Landron had a spinster Aunt named Thankful Boney. She was a large woman and the Boney children sometimes teased her by calling her “Tank”. That wasn’t the only teasing they gave her. At a fish fry, the boys (perhaps helped by their father) took some cooked fish eyes and put them in a box. They gave them to “Thank”, telling her that they were good medicine.


The Yankees Are Coming

During the Civil War, Jessie’s great grandmother Betsy Ann Matthis had just baked a honey cake when she was frightened by the sight of some men coming toward her house. She thought they were Yankee soldiers and so she ran off from the house. When all was quiet she returned to find that the men had eaten the cake and pissed in the empty cake pan. Just some local hoodlums, apparently.



Abner’s teapot

An Old Teapot

Jessie’s great grandfather Abner Robinson was a captain in the Confederate Army during the Civil War, and he was captured and sent to White Plains, New York, as a prisoner of war. Abner had a large brown teapot, which he gave to his granddaughter Anna Matthis.
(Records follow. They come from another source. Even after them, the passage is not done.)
//! Runs the binary with configuration discovery confined to a temp dir.
//!
//! Integration tests are compiled as separate crates (one per top-level file in
//! `tests/`). Include this helper with:
//!
//! ```rust
//! #[path = "common/isolated.rs"]
//! mod isolated;
//! ```

use std::path::Path;

use assert_cmd::Command;
use assert_cmd::cargo::cargo_bin_cmd;

/// Builds a `boxctl` command with an empty environment whose home, XDG
/// config dir, and working directory all point at `root`.
pub fn boxctl(root: &Path) -> Command {
    let mut cmd = cargo_bin_cmd!("boxctl");
    cmd.env_clear()
        .env("HOME", root)
        .env("XDG_CONFIG_HOME", root.join("config"))
        .env("RUST_LOG", "warn")
        .current_dir(root);
    cmd
}
//! Build script for generating the `boxctl` man page.
//!
//! The packaging pipeline expects the man page to be available from the
//! build output directory, so we generate it using clap-mangen here.

use std::env;
use std::fs::File;
use std::io::Write;
use std::path::PathBuf;

use clap::CommandFactory;
use clap_mangen::Man;

#[path = "src/cli/mod.rs"]
mod cli;

use cli::Cli;

fn main() -> Result<(), Box<dyn std::error::Error>> {
    let mut stdout = std::io::stdout();
    writeln!(stdout, "cargo:rerun-if-changed=build.rs")?;
    writeln!(stdout, "cargo:rerun-if-changed=src/cli/mod.rs")?;

    let out_dir =
        PathBuf::from(env::var_os("OUT_DIR").ok_or_else(|| {
            std::io::Error::new(std::io::ErrorKind::NotFound, "OUT_DIR was not set")
        })?);

    let mut buffer = Vec::new();
    Man::new(Cli::command()).render(&mut buffer)?;

    let mut file = File::create(out_dir.join("boxctl.1"))?;
    file.write_all(&buffer)?;

    Ok(())
}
Anna Matthis Cashwell gave it to her daughter Jessie Lee Cashwell Boney, who in turn gave it to her daughter Dixie Lee Boney Soo.


Laying Sod

Jessie’s brother Jim went to Cleveland with his brother Joe and several other young men to find work. He tried a number of jobs. One of these involved laying sod. Jim didn't know what “laying sod” meant, but he assured the boss that he knew what to do, and he was put in charge. He told one of the other men to start at one corner. Jim watched the man for a few minutes to see how to lay the sod, and then he started in at another corner.